Academia
As American as ethnic studies
A suggested merger between two departments at UC-Berkeley has partisans on both sides marking their territory.
Almost 30 years after a bitter student strike led the University of California at Berkeley to create one of the nation’s first ethnic studies departments, the department’s chair is proposing what seems like heresy to some: merging ethnic studies with the increasingly popular discipline of American studies.
“I see it as a way to redefine not just American studies, but what it means to be American,” says Professor Ling-chi Wang, ethnic studies chair and a department co-founder.
It’s also a way to redefine ethnic studies, which is struggling with challenges from within the university and without. The number of ethnic studies majors at Berkeley has been declining steadily since the early 1990s, from a peak of about 400 to less than 200 today. At the same time, the discipline has drawn the fire of anti-affirmative action regent Ward Connerly, who recently asked for an examination of ethnic studies departments, which he described as a bastion of self-imposed isolation for students of color.
Wang’s proposal, which he made last spring, has nothing to do with Connerly’s attack. Its result would be a new department of American studies with five “concentrations” — African-American studies, Native American studies, Chicano studies, Asian-American studies and comparative ethnic studies — along with the existing group major in American studies. Wang describes it as a way to transform American studies, by making race and ethnicity central to the question of American identity. But he admits it’s also a way to stabilize his struggling department, which has partly been a victim of its own success. He traces some of the department’s troubles to 1989, when ethnic studies proponents and others succeeded in getting Berkeley to require undergraduates to take a course in “American cultures,” comparing at least two different ethnic groups and their American experience.
But where similar requirements imposed around the country mandated the study of non-European cultures and therefore benefited ethnic studies departments, Berkeley’s requirement had two novel twists: It included “European-Americans” among the ethnic groups that might be studied and allowed required courses to be taught in any department, not just ethnic studies.

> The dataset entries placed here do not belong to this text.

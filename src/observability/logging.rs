//! Structured logging using the tracing crate
//!
//! ## Log Format Options
//!
//! Controlled by the `LOG_FORMAT` environment variable:
//!
//! - `json` - Structured JSON format for log aggregation
//! - `pretty` - Human-readable format with colors and indentation
//! - `compact` - Terminal-friendly format with colors but minimal spacing
//!
//! ## Environment Variables
//!
//! - `LOG_LEVEL`: Log level (ERROR, WARN, INFO, DEBUG, TRACE) - defaults to INFO
//! - `LOG_FORMAT`: Output format (json, pretty, compact) - defaults to compact
//! - `LOG_SPANS`: Include span events (true/false) - defaults to false
//! - `RUST_LOG`: Override log filtering (follows env_logger format)
//!
//! ## Examples
//!
//! ```bash
//! # Machine-readable logs for a batch run
//! LOG_FORMAT=json LOG_LEVEL=INFO jobscout run --auto-approve
//!
//! # Trace every stage and tool call
//! LOG_LEVEL=DEBUG LOG_SPANS=true jobscout run
//! ```

use std::env;
use tracing::Level;
use tracing_subscriber::{fmt, prelude::*, EnvFilter};

const NOISY_DEPENDENCIES: [&str; 5] = [
    "hyper=warn",
    "hyper_util=warn",
    "reqwest=warn",
    "tokio=warn",
    "article_scraper=warn",
];

/// Log output format options
#[derive(Debug, Clone, Copy, PartialEq, Eq)]
pub enum LogFormat {
    Json,
    Pretty,
    Compact,
}

impl LogFormat {
    /// Parse log format from string; unknown values fall back to compact
    pub fn parse(s: &str) -> Self {
        match s.trim().to_lowercase().as_str() {
            "json" => LogFormat::Json,
            "pretty" => LogFormat::Pretty,
            _ => LogFormat::Compact,
        }
    }
}

/// Resolved logging settings
#[derive(Debug, Clone, Copy, PartialEq, Eq)]
pub struct LogSettings {
    pub level: Level,
    pub format: LogFormat,
    pub include_spans: bool,
}

impl Default for LogSettings {
    fn default() -> Self {
        Self {
            level: Level::INFO,
            format: LogFormat::Compact,
            include_spans: false,
        }
    }
}

impl LogSettings {
    /// Build settings from an environment lookup
    pub fn from_lookup<F>(lookup: F) -> Self
    where
        F: Fn(&str) -> Option<String>,
    {
        let level = lookup("LOG_LEVEL")
            .map(|raw| parse_level(&raw))
            .unwrap_or(Level::INFO);
        let format = lookup("LOG_FORMAT")
            .map(|raw| LogFormat::parse(&raw))
            .unwrap_or(LogFormat::Compact);
        let include_spans = lookup("LOG_SPANS")
            .map(|raw| raw.eq_ignore_ascii_case("true"))
            .unwrap_or(false);

        Self {
            level,
            format,
            include_spans,
        }
    }

    pub fn from_env() -> Self {
        Self::from_lookup(|name| env::var(name).ok())
    }

    /// Raise the level by `verbosity` steps (`-v` flags)
    pub fn with_verbosity(mut self, verbosity: u8) -> Self {
        for _ in 0..verbosity {
            self.level = match self.level {
                Level::ERROR => Level::WARN,
                Level::WARN => Level::INFO,
                Level::INFO => Level::DEBUG,
                _ => Level::TRACE,
            };
        }
        self
    }
}

fn parse_level(raw: &str) -> Level {
    match raw.to_uppercase().as_str() {
        "ERROR" => Level::ERROR,
        "WARN" => Level::WARN,
        "INFO" => Level::INFO,
        "DEBUG" => Level::DEBUG,
        "TRACE" => Level::TRACE,
        _ => Level::INFO,
    }
}

fn build_filter(level: Level) -> EnvFilter {
    // RUST_LOG wins over everything else
    if let Ok(rust_log) = env::var("RUST_LOG") {
        return EnvFilter::new(rust_log);
    }

    NOISY_DEPENDENCIES
        .iter()
        .filter_map(|d| d.parse().ok())
        .fold(EnvFilter::new(level.to_string()), |filter, directive| {
            filter.add_directive(directive)
        })
}

/// Initialize logging with manual configuration
pub fn init_logging(settings: LogSettings) {
    let span_events = if settings.include_spans {
        fmt::format::FmtSpan::NEW | fmt::format::FmtSpan::CLOSE
    } else {
        fmt::format::FmtSpan::NONE
    };
    let subscriber = tracing_subscriber::registry().with(build_filter(settings.level));

    // try_init: a second call (tests, repeated runs) keeps the first subscriber
    let _ = match settings.format {
        LogFormat::Json => subscriber
            .with(
                fmt::layer()
                    .json()
                    .with_writer(std::io::stderr)
                    .with_span_events(span_events),
            )
            .try_init(),
        LogFormat::Pretty => subscriber
            .with(
                fmt::layer()
                    .pretty()
                    .with_ansi(true)
                    .with_writer(std::io::stderr)
                    .with_span_events(span_events),
            )
            .try_init(),
        LogFormat::Compact => subscriber
            .with(
                fmt::layer()
                    .compact()
                    .with_ansi(true)
                    .with_target(false)
                    .with_writer(std::io::stderr)
                    .with_span_events(span_events),
            )
            .try_init(),
    };
}

/// Initialize logging from environment variables
pub fn init_default_logging() {
    init_logging(LogSettings::from_env());
}

/// Create a span around one attempt of a pipeline stage
#[macro_export]
macro_rules! stage_span {
    ($($field:tt)*) => {
        tracing::info_span!("pipeline_stage", $($field)*)
    };
}

/// Create a tool execution span
#[macro_export]
macro_rules! tool_span {
    ($($field:tt)*) => {
        tracing::info_span!("tool_execution", $($field)*)
    };
}

pub use {stage_span, tool_span};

Since then, more than 300 American cultures courses have been offered in 40 departments. “Today you can study Asian-American literature in the English department, not just Asian-American studies,” Wang notes approvingly. “Ethnic studies created the scholarship that allowed these courses to be taught elsewhere.” But the innovative requirement has also allowed students to indulge their curiosity about issues of race and ethnicity outside of ethnic studies. Since the early 1990s the number of majors has declined significantly, and so has the number of students taking courses in the department — with the exception of courses tailored to meet the American cultures requirement.
“We used to turn away 1,000 students a semester,” Wang says, explaining that the decline in majors, combined with the heavy reliance on American cultures enrollment, means the department is offering fewer upper-division courses — leading to a further decline in majors. “You don’t develop a field if you don’t have students enrolling in upper-division courses,” he adds.
Meanwhile, the small, interdisciplinary American studies program — which is not a department, has no full-time faculty and offers a curriculum based mostly on courses cross-listed in other departments — has grown to more than 300 majors in just four years. Much of its popularity derives from its flexibility, which lets students tailor individualized majors from a broad list of approved courses.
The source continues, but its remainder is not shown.